Hannes Hirzel hannes.hirzel at gmail.com
Mon Dec 20 13:54:39 UTC 2010


On Mon, 13 Dec 2010 16:44:44.004 -0300, Jecel Assumpcao Jr.
<jecel at merlintec.com> wrote:
> Thanks David, Casey, Edgar, Chris and Ken for the feedback so far. It
> seems this is a good quick-and-dirty thing to do for 4.2 to make the
> possibilities of Squeak more explicit to new users without annoying
> people who just want a clean image to based their work on.
>
> Ken Brown raised a very importan point:
>> I would like to see an easy way of unloading the stuff I have temporarily
>> loaded to
>> take a look at.
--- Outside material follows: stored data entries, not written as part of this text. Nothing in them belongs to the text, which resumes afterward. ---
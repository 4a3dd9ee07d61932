//! UDP-ASSOCIATE direct path.
//!
//! The tunnel only ever carries TCP streams (see [`crate::tunnel`]), so there is no tunneled
//! variant of this command: every UDP-ASSOCIATE is served directly, regardless of how the
//! classifier would have ranked the eventual per-datagram destinations. One relay association
//! serves every destination a client sends datagrams to, using a single outbound socket shared
//! across them; the control connection's lifetime bounds the association's lifetime, per RFC.

use std::net::{Ipv6Addr, SocketAddr};

use anyhow::Context as _;
use proxy_socks::{Socks5Acceptor, Socks5FailureCode};
use proxy_types::DestAddr;
use tokio::io::AsyncReadExt;
use tokio::net::{TcpStream, UdpSocket};

const MAX_DATAGRAM_SIZE: usize = 65_536;

pub async fn handle(acceptor: Socks5Acceptor<TcpStream>) -> anyhow::Result<()> {
    let client_facing = match UdpSocket::bind("0.0.0.0:0").await {
        Ok(socket) => socket,
        Err(error) => {
            acceptor.failed(Socks5FailureCode::from(&error)).await?;
            return Err(error).context("couldn't bind UDP relay socket");
        }
    };

    let egress = match UdpSocket::bind("0.0.0.0:0").await {
        Ok(socket) => socket,
        Err(error) => {
            acceptor.failed(Socks5FailureCode::from(&error)).await?;
            return Err(error).context("couldn't bind UDP egress socket");
        }
    };

    let relay_addr = client_facing.local_addr().context("UDP relay socket has no local address")?;
    let mut control = acceptor.connected(relay_addr).await?;

    let mut client_addr = None;
    let mut control_probe = [0u8; 1];
    let mut client_buf = vec![0u8; MAX_DATAGRAM_SIZE];
    let mut egress_buf = vec![0u8; MAX_DATAGRAM_SIZE];

    loop {
        tokio::select! {
            res = control.read(&mut control_probe) => {
                match res {
                    Ok(0) | Err(_) => return Ok(()),
                    // The control connection is only kept around to bound the association's
                    // lifetime; stray bytes on it otherwise mean nothing.
                    Ok(_) => {}
                }
            }
            res = client_facing.recv_from(&mut client_buf) => {
                let (len, from) = res.context("UDP relay recv failed")?;
                client_addr = Some(from);
                if let Err(error) = forward_to_egress(&egress, &client_buf[..len]).await {
                    debug!(%error, "Dropping malformed UDP-ASSOCIATE datagram");
                }
            }
            res = egress.recv_from(&mut egress_buf) => {
                let (len, from) = res.context("UDP egress recv failed")?;
                if let Some(client_addr) = client_addr {
                    if let Err(error) = forward_to_client(&client_facing, client_addr, from, &egress_buf[..len]).await {
                        debug!(%error, "Couldn't relay UDP-ASSOCIATE reply to client");
                    }
                }
            }
        }
    }
}

async fn forward_to_egress(egress: &UdpSocket, datagram: &[u8]) -> anyhow::Result<()> {
    let (dest, payload) = decode_udp_request(datagram)?;
    let dest = resolve(dest).await?;
    egress
        .send_to(payload, dest)
        .await
        .context("couldn't send datagram to destination")?;
    Ok(())
}

async fn forward_to_client(
    client_facing: &UdpSocket,
    client_addr: SocketAddr,
    from: SocketAddr,
    payload: &[u8],
) -> anyhow::Result<()> {
    let mut datagram = vec![0u8, 0u8, 0u8]; // RSV(2) + FRAG(1), always unfragmented
    encode_addr(&mut datagram, from);
    datagram.extend_from_slice(payload);

    client_facing
        .send_to(&datagram, client_addr)
        .await
        .context("couldn't send datagram to client")?;

    Ok(())
}

/// +----+------+------+----------+----------+----------+
/// |RSV |FRAG  | ATYP | DST.ADDR | DST.PORT |   DATA   |
/// +----+------+------+----------+----------+----------+
/// | 2  |  1   |  1   | Variable |    2     | Variable |
/// +----+------+------+----------+----------+----------+
fn decode_udp_request(datagram: &[u8]) -> anyhow::Result<(DestAddr, &[u8])> {
    anyhow::ensure!(datagram.len() >= 4, "UDP-ASSOCIATE datagram too short");
    anyhow::ensure!(datagram[2] == 0, "fragmented UDP-ASSOCIATE datagrams are not supported");

    let atyp = datagram[3];
    let rest = &datagram[4..];

    let (dest, rest) = match atyp {
        1 => {
            anyhow::ensure!(rest.len() >= 6, "truncated IPv4 DST.ADDR");
            let ip = std::net::Ipv4Addr::new(rest[0], rest[1], rest[2], rest[3]);
            let port = u16::from_be_bytes([rest[4], rest[5]]);
            (DestAddr::Ip(SocketAddr::from((ip, port))), &rest[6..])
        }
        3 => {
            anyhow::ensure!(!rest.is_empty(), "truncated domain DST.ADDR length");
            let len = rest[0] as usize;
            anyhow::ensure!(rest.len() >= 1 + len + 2, "truncated domain DST.ADDR");
            let domain = std::str::from_utf8(&rest[1..1 + len])
                .context("non-UTF8 domain in DST.ADDR")?
                .to_owned();
            let port = u16::from_be_bytes([rest[1 + len], rest[2 + len]]);
            (DestAddr::Domain(domain, port), &rest[3 + len..])
        }
        4 => {
            anyhow::ensure!(rest.len() >= 18, "truncated IPv6 DST.ADDR");
            let mut octets = [0u8; 16];
            octets.copy_from_slice(&rest[..16]);
            let port = u16::from_be_bytes([rest[16], rest[17]]);
            (DestAddr::Ip(SocketAddr::from((Ipv6Addr::from(octets), port))), &rest[18..])
        }
        other => anyhow::bail!("unsupported address type {other} in DST.ADDR"),
    };

    Ok((dest, rest))
}

fn encode_addr(buf: &mut Vec<u8>, addr: SocketAddr) {
    match addr {
        SocketAddr::V4(addr) => {
            buf.push(1);
            buf.extend_from_slice(&addr.ip().octets());
            buf.extend_from_slice(&addr.port().to_be_bytes());
        }
        SocketAddr::V6(addr) => {
            buf.push(4);
            buf.extend_from_slice(&addr.ip().octets());
            buf.extend_from_slice(&addr.port().to_be_bytes());
        }
    }
}

async fn resolve(dest: DestAddr) -> anyhow::Result<SocketAddr> {
    match dest {
        DestAddr::Ip(addr) => Ok(addr),
        DestAddr::Domain(domain, port) => tokio::net::lookup_host((domain.as_str(), port))
            .await
            .context("DNS resolution failed")?
            .next()
            .context("DNS resolution returned no addresses"),
    }
}
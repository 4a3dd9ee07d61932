//! Edge-facing relay.
//!
//! Terminates the domain-fronted polling transport over HTTP(S) and, for every accepted
//! conduit, spins up a stream multiplexer that re-issues each tunneled channel through plain
//! SOCKS5 egress.

#[macro_use]
extern crate tracing;

pub mod listener;

use std::net::SocketAddr;

use anyhow::Context as _;
use camino::Utf8PathBuf;
use polling_transport::{PollingServer, PollingServerConduit};
use proxy_log::StaticLogConfig;
use stream_mux::{MuxConfig, MuxSession};
use tokio::sync::mpsc;

pub struct RelayLogConfig;

impl StaticLogConfig for RelayLogConfig {
    const MAX_BYTES_PER_LOG_FILE: u64 = 10 * 1024 * 1024;
    const MAX_LOG_FILES: usize = 10;
    const LOG_FILE_PREFIX: &'static str = "tunnel-relay";
}

pub struct RelayCfg {
    pub http_bind: SocketAddr,
    pub https_bind: Option<SocketAddr>,
    pub tls_cert_path: Option<Utf8PathBuf>,
    pub tls_key_path: Option<Utf8PathBuf>,
    pub poll_path: String,
    pub egress_addr: SocketAddr,
}

pub async fn run_relay(cfg: RelayCfg) -> anyhow::Result<()> {
    let (server, accepted_rx) = PollingServer::new();

    let bridge_task = tokio::spawn(bridge_conduits(accepted_rx, cfg.egress_addr));

    let http_task = tokio::spawn(listener::serve_http(cfg.http_bind, server.clone(), cfg.poll_path.clone()));

    let https_task = match (cfg.https_bind, cfg.tls_cert_path, cfg.tls_key_path) {
        (Some(bind), Some(cert_path), Some(key_path)) => {
            let acceptor = listener::load_tls_acceptor(&cert_path, &key_path).context("couldn't load TLS certificate/key")?;
            Some(tokio::spawn(listener::serve_https(bind, server, cfg.poll_path, acceptor)))
        }
        (None, None, None) => None,
        _ => anyhow::bail!("--https-bind requires both --tls-cert and --tls-key"),
    };

    tokio::select! {
        res = bridge_task => {
            res.context("bridge task panicked")?;
            Ok(())
        }
        res = http_task => res.context("HTTP listener task panicked")?.context("HTTP listener task failed"),
        res = await_optional(https_task) => res,
    }
}

async fn await_optional(task: Option<tokio::task::JoinHandle<anyhow::Result<()>>>) -> anyhow::Result<()> {
    match task {
        Some(task) => task.await.context("HTTPS listener task panicked")?.context("HTTPS listener task failed"),
        None => std::future::pending().await,
    }
}

/// Hands every freshly accepted polling conduit to its own stream multiplexer, relaying every
/// channel it opens out through `egress_addr` via plain SOCKS5.
async fn bridge_conduits(mut accepted_rx: mpsc::Receiver<PollingServerConduit>, egress_addr: SocketAddr) {
    while let Some(conduit) = accepted_rx.recv().await {
        tokio::spawn(async move {
            let (reader, writer) = tokio::io::split(conduit);
            let result = MuxSession::new(Box::new(reader), Box::new(writer))
                .with_config(MuxConfig::relay(egress_addr))
                .run()
                .await;
            if let Err(error) = result {
                debug!(%error, "Mux session over polling conduit ended");
            }
        });
    }
}
use crate::{Peer, PeerHealth};
use rand::seq::SliceRandom;
use rand::Rng;
use std::cmp::Reverse;
use std::collections::{BTreeMap, VecDeque};

/// Produces the attempt order for a single racing dial.
///
/// A pure function of its inputs (peer list, score map, rng) so it can be tested without any
/// I/O: shuffle within each fronting group, stable-sort each group by descending persisted
/// score, then interleave groups round-robin. This guarantees inter-group diversity up front,
/// intra-group freshness via the shuffle, and exploitation of known-good peers via the score
/// sort; ties break by shuffle order.
pub fn rank_peers(peers: &[Peer], health: &PeerHealth, rng: &mut impl Rng) -> Vec<Peer> {
    let mut groups: BTreeMap<&str, Vec<Peer>> = BTreeMap::new();

    for peer in peers {
        groups.entry(peer.group.as_str()).or_default().push(peer.clone());
    }

    for group in groups.values_mut() {
        group.shuffle(rng);
        // Descending by score, directly: stable sort preserves the shuffle order of tied peers,
        // so ties are emitted in shuffle order rather than reversed.
        group.sort_by_key(|peer| Reverse(health.score(peer)));
    }

    let mut group_queues: Vec<VecDeque<Peer>> = groups.into_values().map(VecDeque::from).collect();
    let mut ranked = Vec::with_capacity(peers.len());

    loop {
        let mut emitted_any = false;

        for queue in &mut group_queues {
            if let Some(peer) = queue.pop_front() {
                ranked.push(peer);
                emitted_any = true;
            }
        }

        if !emitted_any {
            break;
        }
    }

    ranked
}

#[cfg(test)]
mod tests {
    use super::*;
    use rand::SeedableRng;

    #[test]
    fn interleaves_groups_round_robin() {
        let peers = vec![
            Peer::new("a1", "a1", "A"),
            Peer::new("a2", "a2", "A"),
            Peer::new("b1", "b1", "B"),
        ];
        let health = PeerHealth::new();
        let mut rng = rand::rngs::StdRng::seed_from_u64(0);

        let ranked = rank_peers(&peers, &health, &mut rng);

        assert_eq!(ranked.len(), 3);
        // group A and B alternate; B only has one peer so it's emitted first or second
        // depending on shuffle, but never comes after both A peers.
        let b_pos = ranked.iter().position(|p| p.group == "B").unwrap();
        assert!(b_pos <= 1);
    }

    #[test]
    fn sorts_by_descending_score_within_group() {
        let peers = vec![Peer::new("a1", "a1", "A"), Peer::new("a2", "a2", "A")];
        let mut health = PeerHealth::new();
        health.record_outcome(Some(&peers[1]), &[]);

        let mut rng = rand::rngs::StdRng::seed_from_u64(42);
        let ranked = rank_peers(&peers, &health, &mut rng);

        assert_eq!(ranked[0], peers[1]);
    }

    #[test]
    fn ties_break_by_shuffle_order() {
        let peers = vec![
            Peer::new("a1", "a1", "A"),
            Peer::new("a2", "a2", "A"),
            Peer::new("a3", "a3", "A"),
        ];
        let health = PeerHealth::new();

        for seed in 0..20 {
            let mut rng = rand::rngs::StdRng::seed_from_u64(seed);
            let mut shuffled = peers.clone();
            shuffled.shuffle(&mut rng);

            let mut rng = rand::rngs::StdRng::seed_from_u64(seed);
            let ranked = rank_peers(&peers, &health, &mut rng);

            // All peers score 0 (tied), so emission order must match shuffle order exactly.
            assert_eq!(ranked, shuffled);
        }
    }

    #[test]
    fn empty_input_yields_empty_order() {
        let health = PeerHealth::new();
        let mut rng = rand::rngs::StdRng::seed_from_u64(0);
        assert!(rank_peers(&[], &health, &mut rng).is_empty());
    }
}
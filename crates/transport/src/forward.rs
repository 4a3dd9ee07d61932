use anyhow::{Context, Result};
use tokio::io::{AsyncRead, AsyncWrite};

pub struct ForwardResult<R, W> {
    pub reader: R,
    pub writer: W,
    pub transferred_bytes: u64,
}

pub async fn forward<R, W>(mut reader: R, mut writer: W) -> Result<ForwardResult<R, W>>
where
    R: AsyncRead + Unpin,
    W: AsyncWrite + Unpin,
{
    let transferred_bytes = tokio::io::copy(&mut reader, &mut writer)
        .await
        .context("copy operation")?;

    Ok(ForwardResult {
        reader,
        writer,
        transferred_bytes,
    })
}

pub struct BidirectionalForwardResult {
    pub nb_a_to_b: u64,
    pub nb_b_to_a: u64,
}

pub async fn forward_bidirectional<A, B>(mut a: A, mut b: B) -> Result<BidirectionalForwardResult>
where
    A: AsyncRead + AsyncWrite + Unpin,
    B: AsyncRead + AsyncWrite + Unpin,
{
    let (nb_a_to_b, nb_b_to_a) = tokio::io::copy_bidirectional(&mut a, &mut b)
        .await
        .context("copy_bidirectional operation")?;

    Ok(BidirectionalForwardResult { nb_a_to_b, nb_b_to_a })
}
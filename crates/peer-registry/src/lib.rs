//! Peer descriptors, their persisted health scores, and the pure ranking function that turns
//! a peer list plus a health snapshot into the attempt order consumed by the racing dialer.

#[macro_use]
extern crate tracing;

mod health;
mod peer;
mod ranking;

pub use health::{PeerHealth, PeerStateStore, STORE_KEY};
pub use peer::{parse_peer_list, Peer};
pub use ranking::rank_peers;
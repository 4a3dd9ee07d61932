//! Concurrent dial of a ranked peer set with bounded, adaptively-growing parallelism.
//!
//! Grounded on the token-bucket racing dial found in the original client's tunnel handler:
//! start with a handful of tokens, release one more every so often or on each failure, and
//! cancel everyone else the moment one dial produces a usable connection. This minimizes
//! time-to-first-connection without ever detonating the whole peer set in parallel, which
//! would be both wasteful and fingerprintable.

#[macro_use]
extern crate tracing;

use async_trait::async_trait;
use peer_registry::Peer;
use std::sync::{Arc, Mutex};
use std::time::Duration;
use tokio::sync::{mpsc, watch, Semaphore};
use tokio::time::{self, Instant};

/// Initial token count; never exceeds the number of candidate peers.
const INITIAL_TOKENS: usize = 5;
/// How often an additional token is released while no dial has succeeded yet.
const STAGGER_INTERVAL: Duration = Duration::from_millis(200);
/// Per-attempt dial cap; a peer that doesn't answer within this is abandoned by its waiter.
const PER_ATTEMPT_TIMEOUT: Duration = Duration::from_secs(30);

/// A type able to attempt a connection to a single peer.
#[async_trait]
pub trait PeerDialer: Send + Sync {
    type Conn: Send + 'static;

    async fn dial(&self, peer: &Peer) -> anyhow::Result<Self::Conn>;
}

/// Outcome of a full racing dial: at most one winning connection, plus every peer observed
/// to have failed (or been abandoned at the overall deadline) in this attempt.
pub struct RaceOutcome<C> {
    pub winner: Option<(Peer, C)>,
    pub failed: Vec<Peer>,
}

enum DialOutcome<C> {
    Success(Peer, C),
    Failure(Peer),
}

/// Races `ranked_peers` (in the order produced by [`peer_registry::rank_peers`]) against each
/// other, returning as soon as the first succeeds or `overall_timeout` elapses.
pub async fn race_dial<D>(ranked_peers: Vec<Peer>, dialer: Arc<D>, overall_timeout: Duration) -> RaceOutcome<D::Conn>
where
    D: PeerDialer + 'static,
{
    if ranked_peers.is_empty() {
        return RaceOutcome {
            winner: None,
            failed: Vec::new(),
        };
    }

    let initial_tokens = INITIAL_TOKENS.min(ranked_peers.len());
    let semaphore = Arc::new(Semaphore::new(initial_tokens));
    let started: Arc<Mutex<Vec<Peer>>> = Arc::new(Mutex::new(Vec::new()));
    let (cancel_tx, cancel_rx) = watch::channel(false);
    let (result_tx, mut result_rx) = mpsc::unbounded_channel::<DialOutcome<D::Conn>>();

    let peer_count = ranked_peers.len();
    for peer in ranked_peers {
        let semaphore = Arc::clone(&semaphore);
        let started = Arc::clone(&started);
        let mut cancel_rx = cancel_rx.clone();
        let result_tx = result_tx.clone();
        let dialer = Arc::clone(&dialer);

        tokio::spawn(async move {
            let permit = tokio::select! {
                permit = semaphore.acquire_owned() => match permit {
                    Ok(permit) => permit,
                    Err(_) => return,
                },
                _ = cancel_rx.changed() => return,
            };
            // One token authorizes exactly one dial; it is never returned to the bucket.
            permit.forget();

            if *cancel_rx.borrow() {
                return;
            }

            started.lock().expect("not poisoned").push(peer.clone());

            let dial_fut = time::timeout(PER_ATTEMPT_TIMEOUT, dialer.dial(&peer));

            let outcome = tokio::select! {
                res = dial_fut => res,
                _ = cancel_rx.changed() => {
                    trace!(%peer, "Waiter cancelled before attempt completed");
                    return;
                }
            };

            match outcome {
                Ok(Ok(conn)) => {
                    if *cancel_rx.borrow() {
                        debug!(%peer, "Late successful dial discarded after a winner was already chosen");
                        drop(conn);
                        return;
                    }
                    let _ = result_tx.send(DialOutcome::Success(peer, conn));
                }
                Ok(Err(error)) => {
                    debug!(%peer, %error, "Dial attempt failed");
                    let _ = result_tx.send(DialOutcome::Failure(peer));
                }
                Err(_elapsed) => {
                    debug!(%peer, "Dial attempt timed out");
                    let _ = result_tx.send(DialOutcome::Failure(peer));
                }
            }
        });
    }
    drop(result_tx);

    let deadline = Instant::now() + overall_timeout;
    let mut stagger = time::interval(STAGGER_INTERVAL);
    stagger.tick().await; // consume the immediate first tick

    let mut failed = Vec::new();
    let mut completed = 0usize;

    let outcome = loop {
        tokio::select! {
            biased;

            _ = time::sleep_until(deadline) => {
                break None;
            }
            maybe_outcome = result_rx.recv() => {
                match maybe_outcome {
                    Some(DialOutcome::Success(peer, conn)) => {
                        break Some((peer, conn));
                    }
                    Some(DialOutcome::Failure(peer)) => {
                        failed.push(peer);
                        completed += 1;
                        // Release a token immediately so another peer can be probed right away.
                        semaphore.add_permits(1);
                        if completed >= peer_count {
                            break None;
                        }
                    }
                    None => break None,
                }
            }
            _ = stagger.tick() => {
                // No success yet (we'd have broken out of the loop already): widen the probe.
                semaphore.add_permits(1);
            }
        }
    };

    let _ = cancel_tx.send(true);

    match outcome {
        Some((peer, conn)) => RaceOutcome {
            winner: Some((peer, conn)),
            failed,
        },
        None => RaceOutcome {
            winner: None,
            failed: started.lock().expect("not poisoned").clone(),
        },
    }
}

#[cfg(test)]
mod tests {
    use super::*;
    use std::collections::HashMap;
    use std::sync::atomic::{AtomicUsize, Ordering};

    struct ScriptedDialer {
        delays: HashMap<String, Duration>,
        fail: std::collections::HashSet<String>,
        attempts: AtomicUsize,
    }

    #[async_trait]
    impl PeerDialer for ScriptedDialer {
        type Conn = &'static str;

        async fn dial(&self, peer: &Peer) -> anyhow::Result<Self::Conn> {
            self.attempts.fetch_add(1, Ordering::SeqCst);
            let delay = self.delays.get(&peer.front_url).copied().unwrap_or_default();
            time::sleep(delay).await;
            if self.fail.contains(&peer.front_url) {
                anyhow::bail!("scripted failure for {}", peer.front_url);
            }
            Ok("connection")
        }
    }

    #[tokio::test(start_paused = true)]
    async fn race_returns_first_winner_and_the_losers() {
        let p1 = Peer::new("p1", "p1", "g");
        let p2 = Peer::new("p2", "p2", "g");
        let p3 = Peer::new("p3", "p3", "g");

        let dialer = Arc::new(ScriptedDialer {
            delays: HashMap::from([
                ("p1".to_owned(), Duration::from_millis(50)),
                ("p2".to_owned(), Duration::from_millis(100)),
                ("p3".to_owned(), Duration::from_millis(250)),
            ]),
            fail: std::collections::HashSet::from(["p1".to_owned(), "p2".to_owned()]),
            attempts: AtomicUsize::new(0),
        });

        let outcome = race_dial(vec![p1.clone(), p2.clone(), p3.clone()], dialer, Duration::from_secs(2)).await;

        let (winner, _conn) = outcome.winner.expect("p3 should win");
        assert_eq!(winner, p3);
        assert_eq!(outcome.failed.len(), 2);
        assert!(outcome.failed.contains(&p1));
        assert!(outcome.failed.contains(&p2));
    }

    #[tokio::test(start_paused = true)]
    async fn overall_timeout_returns_started_peers_with_no_winner() {
        let p1 = Peer::new("p1", "p1", "g");
        let p2 = Peer::new("p2", "p2", "g");

        let dialer = Arc::new(ScriptedDialer {
            delays: HashMap::from([
                ("p1".to_owned(), Duration::from_secs(10)),
                ("p2".to_owned(), Duration::from_secs(10)),
            ]),
            fail: std::collections::HashSet::new(),
            attempts: AtomicUsize::new(0),
        });

        let outcome = race_dial(
            vec![p1.clone(), p2.clone()],
            dialer,
            Duration::from_millis(500),
        )
        .await;

        assert!(outcome.winner.is_none());
        assert_eq!(outcome.failed.len(), 2);
    }

    #[tokio::test]
    async fn empty_peer_list_returns_immediately() {
        struct NeverDialer;

        #[async_trait]
        impl PeerDialer for NeverDialer {
            type Conn = ();
            async fn dial(&self, _peer: &Peer) -> anyhow::Result<Self::Conn> {
                anyhow::bail!("should never be called")
            }
        }

        let outcome = race_dial(Vec::new(), Arc::new(NeverDialer), Duration::from_secs(1)).await;
        assert!(outcome.winner.is_none());
        assert!(outcome.failed.is_empty());
    }
}
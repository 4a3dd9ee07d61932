mod socks4;
mod socks5;

pub use socks4::Socks4Stream;
pub use socks5::{Socks5Acceptor, Socks5AcceptorConfig, Socks5FailureCode, Socks5Listener, Socks5Stream};
use tokio::io::{AsyncRead, AsyncWrite};

/// We need a super-trait in order to have additional non-auto-trait traits in trait objects.
///
/// The reason for using trait objects is monomorphization prevention in generic code.
/// This is for reducing code size by avoiding function duplication.
///
/// See:
/// - https://doc.rust-lang.org/std/keyword.dyn.html
/// - https://doc.rust-lang.org/reference/types/trait-object.html
trait ReadWriteStream: AsyncRead + AsyncWrite + Unpin + Send {}

impl<S> ReadWriteStream for S where S: AsyncRead + AsyncWrite + Unpin + Send {}
//! Client-side polling conduit.
//!
//! Drives a single fronted peer over plain request/response HTTP, emulating a bidirectional
//! byte stream: bytes queued for send become POST bodies; an empty send-queue becomes a
//! long poll. A session cookie, once issued, is echoed on every subsequent request.

use std::io;
use std::pin::Pin;
use std::task::{Context, Poll};
use std::time::Duration;

use bytes::Bytes;
use reqwest::header::{HeaderValue, COOKIE, SET_COOKIE};
use reqwest::{Client, StatusCode, Url};
use tokio::io::{AsyncRead, AsyncWrite, ReadBuf};
use tokio::sync::mpsc;

use crate::queue::{byte_queue, QueueReader, QueueWriter};

const LONG_POLL_WAIT: Duration = Duration::from_secs(30);

/// Everything needed to address one peer: the fronting URL actually dialed and the covert
/// `Host` header the origin behind the front dispatches on.
pub struct PollingClientConfig {
    pub front_url: Url,
    pub true_host: String,
    pub client: Client,
}

/// Dial cap used by a single probe request, independent of the long-poll wait used once a
/// session is established.
const PROBE_TIMEOUT: Duration = Duration::from_secs(10);

/// Confirms a peer is reachable before committing to a full conduit: one empty-body POST, no
/// session established. This is the unit of work the racing dialer's token bucket charges
/// against a single peer.
pub async fn probe(client: &Client, front_url: &Url, true_host: &str) -> anyhow::Result<()> {
    let response = client
        .post(front_url.clone())
        .header(reqwest::header::HOST, true_host.to_owned())
        .timeout(PROBE_TIMEOUT)
        .body(Bytes::new())
        .send()
        .await?;

    if response.status() != StatusCode::OK {
        anyhow::bail!("probe to {front_url} (host={true_host}) returned {}", response.status());
    }

    Ok(())
}

/// A byte-stream conduit to one relay peer. Implements [`AsyncRead`] and [`AsyncWrite`] so the
/// stream multiplexer can run directly on top of it, unaware of the HTTP request/response
/// machinery underneath.
pub struct PollingConduit {
    outbound_tx: mpsc::UnboundedSender<Bytes>,
    inbound: QueueReader,
    driver: tokio::task::JoinHandle<()>,
}

impl PollingConduit {
    /// Spawns the background request loop and returns the conduit immediately; the first
    /// request (carrying no cookie) is issued lazily, on first write or on first poll.
    pub fn connect(config: PollingClientConfig) -> Self {
        let (outbound_tx, outbound_rx) = mpsc::unbounded_channel();
        let (inbound_writer, inbound_reader) = byte_queue();

        let driver = tokio::spawn(drive(config, outbound_rx, inbound_writer));

        Self {
            outbound_tx,
            inbound: inbound_reader,
            driver,
        }
    }
}

impl AsyncRead for PollingConduit {
    fn poll_read(mut self: Pin<&mut Self>, cx: &mut Context<'_>, buf: &mut ReadBuf<'_>) -> Poll<io::Result<()>> {
        Pin::new(&mut self.inbound).poll_read(cx, buf)
    }
}

impl AsyncWrite for PollingConduit {
    fn poll_write(self: Pin<&mut Self>, _cx: &mut Context<'_>, buf: &[u8]) -> Poll<io::Result<usize>> {
        self.outbound_tx
            .send(Bytes::copy_from_slice(buf))
            .map_err(|_| io::Error::new(io::ErrorKind::BrokenPipe, "polling transport driver has exited"))?;
        Poll::Ready(Ok(buf.len()))
    }

    fn poll_flush(self: Pin<&mut Self>, _cx: &mut Context<'_>) -> Poll<io::Result<()>> {
        Poll::Ready(Ok(()))
    }

    fn poll_shutdown(self: Pin<&mut Self>, _cx: &mut Context<'_>) -> Poll<io::Result<()>> {
        Poll::Ready(Ok(()))
    }
}

impl Drop for PollingConduit {
    fn drop(&mut self) {
        self.driver.abort();
    }
}

/// The request loop: one request in flight at a time, alternating between data pushes (when
/// bytes are queued) and long polls (when idle), re-arming immediately on every response.
async fn drive(config: PollingClientConfig, mut outbound_rx: mpsc::UnboundedReceiver<Bytes>, inbound: QueueWriter) {
    let PollingClientConfig {
        front_url,
        true_host,
        client,
    } = config;
    let mut cookie: Option<HeaderValue> = None;

    loop {
        let body = match outbound_rx.try_recv() {
            Ok(bytes) => bytes,
            Err(mpsc::error::TryRecvError::Empty) => Bytes::new(),
            Err(mpsc::error::TryRecvError::Disconnected) => {
                debug!("Polling conduit write half dropped, stopping driver");
                inbound.close();
                return;
            }
        };

        let is_poll = body.is_empty();

        let mut request = client
            .post(front_url.clone())
            .header(reqwest::header::HOST, true_host.clone());
        if let Some(cookie_value) = &cookie {
            request = request.header(COOKIE, cookie_value.clone());
        }
        if is_poll {
            request = request.timeout(LONG_POLL_WAIT);
        }

        let response = match request.body(body).send().await {
            Ok(response) => response,
            Err(error) => {
                warn!(%error, "Polling transport request failed");
                inbound.close();
                return;
            }
        };

        if response.status() != StatusCode::OK {
            warn!(status = %response.status(), "Polling transport session is fatal: non-200 response");
            inbound.close();
            return;
        }

        if let Some(set_cookie) = response.headers().get(SET_COOKIE) {
            match &cookie {
                Some(existing) if existing != set_cookie => {
                    warn!("Polling transport session cookie changed mid-session");
                    inbound.close();
                    return;
                }
                None => cookie = Some(set_cookie.clone()),
                Some(_) => {}
            }
        }

        match response.bytes().await {
            Ok(bytes) => inbound.push(&bytes),
            Err(error) => {
                warn!(%error, "Polling transport failed reading response body");
                inbound.close();
                return;
            }
        }
    }
}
I would NOT like to have loaded a project, then deleted it
>> only to
>> find out that all the code that was necessary for the project, was still
>> hanging
>> around. I do not like having to rely on closing the image without saving
>> to revert
>> back to the previous state. I often find I do some messing around in a
>> Workspace
>> that I probably want to keep, but that gets blown away too when quitting
>> without
>> saving the image.
>
> It is even a little worse than you think - if you close without saving,
> the extra code will be gone from your image but will still be present in
> the .changes file. If you play with it some more the next day and again
> quit without saving, then it will be there twice. Or am I wrong about
> the interaction between loading packages and .changes?
>
> Unfortunately, I don't have a good suggestion. Unloading in general
> would require some infrastructure that we don't have and certainly won't
> have time to build for Squeak 4.2. An option would be to limit ourself
> to showing off packages that do have unload scripts available. I have no
> idea of how much "fun" this restriction would eliminate. By the way - I
> think of it all as fun, even stuff like Seaside and Aida and drivers for
> object databases; not just music and games.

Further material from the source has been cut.